Re: btrfs-transaction blocked for more than 120 seconds

Duncan Thu, 02 Jan 2014 00:39:20 -0800

Sulla posted on Wed, 01 Jan 2014 20:08:21 +0000 as excerpted:

> Dear Duncan!
> 
> Thanks very much for your exhaustive answer.
> 
> Hm, I also thought of fragmentation. Alhtough I don't think this is
> really very likely, as my server doesn't serve things that likely cause
> fragmentation.
> It is a mailserver (but only maildir-format), fileserver for windows
> clients (huge files that hardly don't get rewritten), a server for
> TV-records (but only copy recordings from a sat receiver after they have
> been recorded, so no heavy rewriting here), a tiny webserver and all
> kinds of such things, but not a storage for huge databases, virtual
> machines or a target for filesharing clients.
> It however serves as a target for a hardlink-based backupprogram run on
> windows PCs, but only once per month or so, so that shouldn't bee too
> much.


One thing I didn't mention originally, was how to check for fragmentation.
filefrag is part of e2fsprogs, and does the trick -- with one caveat.  
filefrag currently doesn't know about btrfs compression, and interprets 
each 128 KiB block as a separate extent.  So if you have btrfs 
compression turned on and check a (larger than 128 KiB) file that btrfs 
has compressed, filefrag will falsely report fragmentation.

If in doubt, you can always try defragging that individual file and see 
if filefrag reports fewer extents or not.  If it has fewer extents you 
know it was fragmented, if not...

With that you should actually be able to check some of those big files 
that you don't think are fragmented, to see.

> The problem must lie somewhere on the root partition itslef, because the
> system is already slow before mounting the fat data-partitions.
> 
> I'll give the defragmentation a try. But
> # sudo btrfs filesystem defrag -r
> doesn't work, because "-r" is an unknown option (I'm running Btrfs
> v0.20-rc1 on an Ubuntu 3.11.0-14-generic kernel).

The -r option was added quite recently.

As the wiki (at https://btrfs.wiki.kernel.org ) urges, btrfs is a 
development filesystem and people choosing to test it should really try 
to keep current, both because you're unnecessarily putting the data 
you're testing on btrfs at risk when running old versions with bugs 
patched in newer versions (that part's mostly for the kernel, tho), and 
because as a tester, when things /do/ go wrong and you report it, the 
reports are far more useful if you're running a current version.

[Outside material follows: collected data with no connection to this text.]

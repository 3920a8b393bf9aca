use std::{future::IntoFuture, process, sync::Arc};

use devportal::{
    application::{
        cutoff::{FixedCutoff, PastEventCutoff, SystemCutoff},
        error::AppError,
        event::EventService,
        listing::{EventsListingService, ListingOptions},
        repos::{CreateListingParams, EventsRepo, HealthRepo, ListingPagesRepo, TopicsRepo},
    },
    config,
    infra::{
        db::PostgresRepositories,
        error::InfraError,
        http::{self, HttpState},
        telemetry,
    },
};
use tokio::sync::oneshot;
use tracing::{Dispatch, Level, dispatcher, error, info, warn};
use tracing_subscriber::fmt as tracing_fmt;

#[tokio::main]
async fn main() {
    if let Err(error) = run().await {
        report_application_error(&error);
        process::exit(1);
    }
}

fn report_application_error(error: &AppError) {
    if dispatcher::has_been_set() {
        error!(error = %error, "application error");
        return;
    }

    let subscriber = tracing_fmt().with_max_level(Level::ERROR).finish();
    let dispatch = Dispatch::new(subscriber);
    dispatcher::with_default(&dispatch, || {
        error!(error = %error, "application error");
    });
}

async fn run() -> Result<(), AppError> {
    let (cli_args, settings) = config::load_with_cli()
        .map_err(|err| AppError::unexpected(format!("failed to load configuration: {err}")))?;

    let command = cli_args
        .command
        .unwrap_or(config::Command::Serve(Box::<config::ServeArgs>::default()));

    telemetry::init(&settings.logging).map_err(AppError::from)?;

    match command {
        config::Command::Serve(_) => run_serve(settings).await,
        config::Command::Migrate(_) => run_migrate(settings).await,
        config::Command::InitListing(args) => run_init_listing(settings, args).await,
    }
}

async fn run_serve(settings: config::Settings) -> Result<(), AppError> {
    let repositories = init_repositories(&settings).await?;
    let state = build_http_state(repositories, &settings);
    serve_http(&settings, state).await
}

async fn run_migrate(settings: config::Settings) -> Result<(), AppError> {
    let database_url = database_url(&settings)?;
    let pool = PostgresRepositories::connect(database_url, settings.database.max_connections.get())
        .await
        .map_err(InfraError::Connect)?;

    PostgresRepositories::run_migrations(&pool)
        .await
        .map_err(InfraError::Migrate)?;

    info!(target = "devportal::migrate", "database migrations applied");
    Ok(())
}

async fn run_init_listing(
    settings: config::Settings,
    args: config::InitListingArgs,
) -> Result<(), AppError> {
    let repositories = init_repositories(&settings).await?;
    let state = build_http_state(repositories, &settings);

    let slug = args
        .slug
        .filter(|slug| !slug.trim().is_empty())
        .unwrap_or_else(|| slug::slugify(&args.title));
    let params = CreateListingParams {
        slug,
        seo_title: args.seo_title.unwrap_or_default(),
        search_description: args.search_description.unwrap_or_default(),
        title: args.title,
        featured: Vec::new(),
        body: Vec::new(),
        keywords: args
            .keywords
            .into_iter()
            .map(|keyword| keyword.trim().to_string())
            .filter(|keyword| !keyword.is_empty())
            .collect(),
        show_in_menus: args.show_in_menus,
    };

    let record = state.listing.create_listing(params).await?;
    info!(
        target = "devportal::init_listing",
        id = %record.id,
        slug = %record.slug,
        "events listing page ready"
    );
    Ok(())
}

fn database_url(settings: &config::Settings) -> Result<&str, AppError> {
    settings
        .database
        .url
        .as_deref()
        .ok_or(AppError::Infra(InfraError::MissingDatabaseUrl))
}

async fn init_repositories(
    settings: &config::Settings,
) -> Result<Arc<PostgresRepositories>, AppError> {
    let database_url = database_url(settings)?;

    let pool = PostgresRepositories::connect(database_url, settings.database.max_connections.get())
        .await
        .map_err(InfraError::Connect)?;

    PostgresRepositories::run_migrations(&pool)
        .await
        .map_err(InfraError::Migrate)?;

    Ok(Arc::new(PostgresRepositories::new(pool)))
}

fn build_http_state(repositories: Arc<PostgresRepositories>, settings: &config::Settings) -> HttpState {
    let events_repo: Arc<dyn EventsRepo> = repositories.clone();
    let topics_repo: Arc<dyn TopicsRepo> = repositories.clone();
    let listing_repo: Arc<dyn ListingPagesRepo> = repositories.clone();
    let health_repo: Arc<dyn HealthRepo> = repositories;

    let cutoff: Arc<dyn PastEventCutoff> = match settings.events.reference_date {
        Some(date) => Arc::new(FixedCutoff(date)),
        None => Arc::new(SystemCutoff::new(settings.events.timezone)),
    };

    let options = ListingOptions {
        per_page: settings.events.per_page,
        malformed_date_policy: settings.events.malformed_date_policy,
    };

    HttpState {
        listing: Arc::new(EventsListingService::new(
            events_repo.clone(),
            topics_repo,
            listing_repo,
            cutoff.clone(),
            options,
        )),
        events: Arc::new(EventService::new(events_repo, cutoff)),
        health: health_repo,
    }
}

async fn serve_http(settings: &config::Settings, state: HttpState) -> Result<(), AppError> {
    let router = http::build_router(state);

    let addr = settings.server.addr;
    let listener = tokio::net::TcpListener::bind(addr)
        .await
        .map_err(|source| InfraError::Bind { addr, source })?;
    info!(
        target = "devportal::serve",
        addr = %settings.server.addr,
        "listening"
    );

    let (signalled_tx, signalled_rx) = oneshot::channel::<()>();
    let server = axum::serve(listener, router.into_make_service())
        .with_graceful_shutdown(async move {
            shutdown_signal().await;
            let _ = signalled_tx.send(());
        })
        .into_future();

    let grace = settings.server.graceful_shutdown;
    let drain_deadline = async move {
        match signalled_rx.await {
            Ok(()) => tokio::time::sleep(grace).await,
            Err(_) => std::future::pending::<()>().await,
        }
    };

    tokio::select! {
        result = server => {
            result.map_err(InfraError::Serve)?;
        }
        () = drain_deadline => {
            warn!(
                target = "devportal::serve",
                grace_secs = grace.as_secs(),
                "graceful shutdown timed out; dropping open connections"
            );
        }
    }

    Ok(())
}

async fn shutdown_signal() {
    if let Err(err) = tokio::signal::ctrl_c().await {
        error!(target = "devportal::serve", error = %err, "failed to listen for shutdown signal");
        std::future::pending::<()>().await;
    }
    info!(target = "devportal::serve", "shutdown signal received");
}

Kernal 3.11.0 is old.  3.12 has been out for well over a month now.  And 
the btrfs-progs userspace recently switched to kernel-synced versioning 
as well, with version 3.12 the latest version, which also happens to be 
the first kernel-version-synced version.

That's assuming you don't choose to run the latest git version of the 
userspace, and the Linus kernel RCs, which many btrfs testers do.  (Tho 
last I updated btrfs-progs, about a week ago, the last git commit was 
still the version bump to 3.12, but I'm running a git kernel at version 
3.13.0-rc5 plus 69 commits.)

So you are encouraged to update. =:^)

However, if you don't choose to upgrade ... (see next)

> I'm doing a # sudo btrfs filesystem defrag / &
> on the root directory at the moment.

...  Before the -r option was added, btrfs filesystem defrag would only 
defrag the specific file it was pointed at.  If pointed at a directory, 
it would defrag the directory metadata, but not files or subdirs below it.

The way to defrag the entire system then, involved a rather more 
complicated command using find to output a list of everything on the 
system, and run defrag individually on each item listed.  It's on the 
wiki.  Let's see if I can find it... (yes, but note the wrapped link):

https://btrfs.wiki.kernel.org/index.php/
UseCases#How_do_I_defragment_many_files.3F

sudo find [subvol [subvol]…] -xdev -type f -exec btrfs filesystem 
defragment -- {} +

As the wiki warns, that doesn't recurse into subvolumes (the -xdev keeps 
it from going onto non-btrfs filesystems but also keeps it from going 
into subvolumes), but you can list them as paths where noted.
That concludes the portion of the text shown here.